Organophilic clay (0.8 vol.%) is a structure-forming agent representing montmorillonite clay powder treated with amines with a certain length of HC radical, forming complex aggregates on the surface, which give the clay powder hydrophobic properties and the ability to swell in HC media. Organophilic clays are used as a structure-forming and wall-building component of oil-based solutions intended for use at high temperatures. They form structured solutions if their concentration in the solution exceeds 5 wt.%. Bitumen solutions, structured with organophilic clay, have a high retention capacity with respect to the weighting agent, and remain stable.
Oil-soluble polymer NRP-20M (0.5 vol.%) is a 20 wt.% solution of polyisobutylene in I-20A industrial oil. The introduction of NRP into the emulsion allows increasing the thermal stability of the solution due to the fact that polyisobutylene molecules, being in the interfacial layer, contribute to increasing the density of protective shells on water droplets and contribute to increasing the aggregative stability of the emulsion. Moreover, by thickening the dispersion medium of emulsion drilling fluid, polyisobutylene increases the structural and rheological properties of the solution, reduces its filtration, and increases the viscosity of the filtrate, which has a favorable effect on the preservation of porosity and permeability properties of the productive formation.
Micro calcite was used as LCM (lost circulation material) (4.4 vol.%). It is a fine-dispersed product of the carbonate group, which is produced by the mechanical grinding of marble. The following grades of calcium carbonate (CaCO3) having different average particle sizes were used: MK-100, with an average particle size of 32 μm, MK-60—23 μm, and MK-10—10 μm.
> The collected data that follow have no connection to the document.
//! LLM gateway: one client per provider, dispatched by the request's provider tag.

mod gemini;
mod openai;

use std::collections::HashMap;
use std::sync::Arc;
use std::time::Duration;

use async_trait::async_trait;

use crate::error::ProviderError;
use crate::models::{ConversationTurn, Prompt, Provider, ProvidersConfig};

pub use gemini::GeminiClient;
pub use openai::OpenAiCompatibleClient;

/// Everything a provider needs for one completion. The API key is per request
/// and never kept by the clients.
#[derive(Clone)]
pub struct CompletionRequest {
    pub api_key: String,
    pub system_message: String,
    pub prompt: String,
    pub history: Vec<ConversationTurn>,
    pub temperature: f32,
    pub max_tokens: u32,
}

impl CompletionRequest {
    pub fn new(api_key: impl Into<String>, prompt: &Prompt, temperature: f32, max_tokens: u32) -> Self {
        Self {
            api_key: api_key.into(),
            system_message: prompt.system.clone(),
            prompt: prompt.user.clone(),
            history: Vec::new(),
            temperature,
            max_tokens,
        }
    }

    #[must_use]
    pub fn with_history(mut self, history: Vec<ConversationTurn>) -> Self {
        self.history = history;
        self
    }
}

impl std::fmt::Debug for CompletionRequest {
    fn fmt(&self, f: &mut std::fmt::Formatter<'_>) -> std::fmt::Result {
        f.debug_struct("CompletionRequest")
            .field("api_key", &"<redacted>")
            .field("system_message", &self.system_message)
            .field("prompt", &self.prompt)
            .field("history", &self.history.len())
            .field("temperature", &self.temperature)
            .field("max_tokens", &self.max_tokens)
            .finish()
    }
}

#[async_trait]
pub trait LlmProvider: Send + Sync {
    fn provider(&self) -> Provider;

    fn model(&self) -> &str;

    async fn complete(&self, request: &CompletionRequest) -> Result<String, ProviderError>;
}

/// Routes completions to the configured provider clients.
#[derive(Clone, Default)]
pub struct LlmGateway {
    providers: HashMap<Provider, Arc<dyn LlmProvider>>,
}

impl LlmGateway {
    pub fn new() -> Self {
        Self::default()
    }

    /// Clients for every supported provider, using the configured endpoints.
    pub fn from_config(config: &ProvidersConfig) -> Result<Self, ProviderError> {
        let timeout = Duration::from_secs(config.timeout_secs);
        Ok(Self::new()
            .with_provider(Arc::new(OpenAiCompatibleClient::new(
                Provider::DeepSeek,
                config.endpoint(Provider::DeepSeek),
                timeout,
            )?))
            .with_provider(Arc::new(OpenAiCompatibleClient::new(
                Provider::OpenAi,
                config.endpoint(Provider::OpenAi),
                timeout,
            )?))
            .with_provider(Arc::new(GeminiClient::new(
                config.endpoint(Provider::Gemini),
                timeout,
            )?)))
    }

    #[must_use]
    pub fn with_provider(mut self, provider: Arc<dyn LlmProvider>) -> Self {
        self.providers.insert(provider.provider(), provider);
        self
    }

    pub fn model(&self, provider: Provider) -> Option<&str> {
        self.providers.get(&provider).map(|p| p.model())
    }

    pub async fn complete(
        &self,
        provider: Provider,
        request: &CompletionRequest,
    ) -> Result<String, ProviderError> {
        let client = self
            .providers
            .get(&provider)
            .ok_or_else(|| ProviderError::Unavailable {
                provider: provider.to_string(),
                message: "provider is not configured".to_string(),
            })?;

        tracing::debug!(
            provider = %provider,
            model = client.model(),
            history = request.history.len(),
            "sending completion request"
        );
        client.complete(request).await
    }
}

/// Classify a non-success provider response.
pub(crate) fn map_status(
    provider: Provider,
    status: u16,
    body: &str,
    timeout: Duration,
) -> ProviderError {
    let name = provider.to_string();
    let message = summarize_body(body, status);
    let lower = body.to_lowercase();

    match status {
        401 | 403 => ProviderError::Auth {
            provider: name,
            message,
        },
        400 if body.contains("API_KEY_INVALID") => ProviderError::Auth {
            provider: name,
            message,
        },
        429 => ProviderError::RateLimited {
            provider: name,
            message,
        },
        _ if lower.contains("quota") => ProviderError::RateLimited {
            provider: name,
            message,
        },
        408 | 504 => ProviderError::Timeout {
            provider: name,
            timeout_secs: timeout.as_secs(),
        },
        _ => ProviderError::Unavailable {
            provider: name,
            message,
        },
    }
}

/// Classify a transport failure.
pub(crate) fn map_transport(
    provider: Provider,
    error: reqwest::Error,
    timeout: Duration,
) -> ProviderError {
    if error.is_timeout() {
        ProviderError::Timeout {
            provider: provider.to_string(),
            timeout_secs: timeout.as_secs(),
        }
    } else {
        ProviderError::Unavailable {
            provider: provider.to_string(),
            message: error.to_string(),
        }
    }
}

/// Prefer the `error.message` field providers put in JSON error bodies.
fn summarize_body(body: &str, status: u16) -> String {
    let parsed = serde_json::from_str::<serde_json::Value>(body).ok();
    let message = parsed
        .as_ref()
        .and_then(|v| v.pointer("/error/message").or_else(|| v.pointer("/message")))
        .and_then(|m| m.as_str())
        .map(str::to_string);

    match message {
        Some(m) => format!("HTTP {status}: {m}"),
        None if body.trim().is_empty() => format!("HTTP {status}"),
        None => format!("HTTP {status}: {}", crate::utils::preview(body, 200)),
    }
}

pub(crate) fn build_http_client(timeout: Duration) -> Result<reqwest::Client, ProviderError> {
    reqwest::Client::builder()
        .timeout(timeout)
        .build()
        .map_err(|e| ProviderError::Unavailable {
            provider: "http".to_string(),
            message: e.to_string(),
        })
}

#[cfg(test)]
pub(crate) mod test_support {
    use axum::Router;

    pub async fn spawn(router: Router) -> String {
        let listener = tokio::net::TcpListener::bind("127.0.0.1:0").await.unwrap();
        let addr = listener.local_addr().unwrap();
        tokio::spawn(async move {
            axum::serve(listener, router).await.unwrap();
        });
        format!("http://{addr}")
    }
}

#[cfg(test)]
mod tests {
    use super::*;
    use crate::error::ErrorKind;

    struct Echo;

    #[async_trait]
    impl LlmProvider for Echo {
        fn provider(&self) -> Provider {
            Provider::Gemini
        }

        fn model(&self) -> &str {
            "echo"
        }

        async fn complete(&self, request: &CompletionRequest) -> Result<String, ProviderError> {
            Ok(format!("echo: {}", request.prompt))
        }
    }

    fn request() -> CompletionRequest {
        let prompt = Prompt {
            system: "sys".into(),
            user: "hello".into(),
        };
        CompletionRequest::new("key", &prompt, 0.7, 100)
    }

    #[tokio::test]
    async fn test_gateway_dispatches_by_provider() {
        let gateway = LlmGateway::new().with_provider(Arc::new(Echo));
        let text = gateway.complete(Provider::Gemini, &request()).await.unwrap();
        assert_eq!(text, "echo: hello");
        assert_eq!(gateway.model(Provider::Gemini), Some("echo"));
    }

    #[tokio::test]
    async fn test_gateway_unconfigured_provider() {
        let gateway = LlmGateway::new();
        let err = gateway
            .complete(Provider::DeepSeek, &request())
            .await
            .unwrap_err();
        assert_eq!(err.kind(), ErrorKind::ProviderUnavailable);
    }

    #[test]
    fn test_from_config_registers_all_providers() {
        let gateway = LlmGateway::from_config(&ProvidersConfig::default()).unwrap();
        assert_eq!(gateway.model(Provider::DeepSeek), Some("deepseek-chat"));
        assert_eq!(gateway.model(Provider::OpenAi), Some("gpt-3.5-turbo"));
        assert_eq!(gateway.model(Provider::Gemini), Some("gemini-1.5-flash"));
    }

    #[test]
    fn test_map_status() {
        let kind = |status, body| {
            map_status(Provider::OpenAi, status, body, Duration::from_secs(60)).kind()
        };
        assert_eq!(kind(401, ""), ErrorKind::ProviderAuthError);
        assert_eq!(kind(403, ""), ErrorKind::ProviderAuthError);
        assert_eq!(
            kind(400, r#"{"error":{"details":[{"reason":"API_KEY_INVALID"}]}}"#),
            ErrorKind::ProviderAuthError
        );
        assert_eq!(kind(429, ""), ErrorKind::ProviderRateLimited);
        assert_eq!(
            kind(402, r#"{"error":{"message":"You exceeded your current quota"}}"#),
            ErrorKind::ProviderRateLimited
        );
        assert_eq!(kind(504, ""), ErrorKind::ProviderTimeout);
        assert_eq!(kind(500, "boom"), ErrorKind::ProviderUnavailable);
        assert_eq!(kind(400, "bad request"), ErrorKind::ProviderUnavailable);
    }

    #[test]
    fn test_summarize_body_prefers_error_message() {
        assert_eq!(
            summarize_body(r#"{"error":{"message":"Incorrect API key"}}"#, 401),
            "HTTP 401: Incorrect API key"
        );
        assert_eq!(summarize_body("", 502), "HTTP 502");
    }

    #[test]
    fn test_request_debug_redacts_key() {
        let debug = format!("{:?}", request());
        assert!(!debug.contains("\"key\""));
        assert!(debug.contains("<redacted>"));
    }
}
Hydrophobic nanosized silicon oxide (SiO2) particles were used to modify the drilling emulsion; they are fumed silica, treated with polydimethylsiloxane and/or cetyltrimethylammonium chloride. Silicon dioxide powder has high chemical resistance to many reagents and is characterized by high adsorption properties. The mass fraction of the main substance (SiO2), in terms of the calcined substance, is not less than 99.6%. The average size of the NPs ranged from 18 to 70 nm. The weight fraction of NPs was set to 0.25, 0.5, 1, and 2 wt.%. Electron photographs of SiO2 NPs are shown in Figure 1a. Electron microscopy was performed using a JSM-7001F scanning microscope (JEOL, Japan) and an S-5500 super-resolution scanning electron microscope (Hitachi, Japan). Electron microscopic examination was carried out using a base fluid pre-evaporation technique.
SWCNTs and MWCNTs were used to modify the drilling emulsions. TUBALLtm; powder (OOO OCSiAl.ru, Novosibirsk, Russia) was used as SWCNTs [21]. This material is a loose black powder. The average diameter of the SWCNTs was 1.6 ± 0.4 nm, and the specific surface area, according to the BET method, was 510 m2/g. On the evidence from atomic force microscopy data, the length of the SWCNTs exceeded 4 µm, and their average and bulk densities were 1.8 and 0.1 g/cm3. Moreover, to improve the thermal stability of the drilling fluid, the effect of MWCNT additives, namely, Taunit-MD, produced by Nanotech Center (Tambov, Russia), was investigated [22]. The inner diameter of these MWCNTs was 5–15 nm, and the outer diameter was 8–30 nm. The specific surface area was higher than 270 m2, and the length exceeded 5 μm. The number of carbon layers amounted to 30–40. The electron photographs of the MWCNTs are shown in Figure 1b. The weight fraction of nanotubes in the solutions was set equal to 0.1, 0.25, and 0.5 wt.%. Methodological experiments have shown that using higher concentrations of MWCNTs for the modification of drilling fluids is impractical due to a very significant increase in viscosity.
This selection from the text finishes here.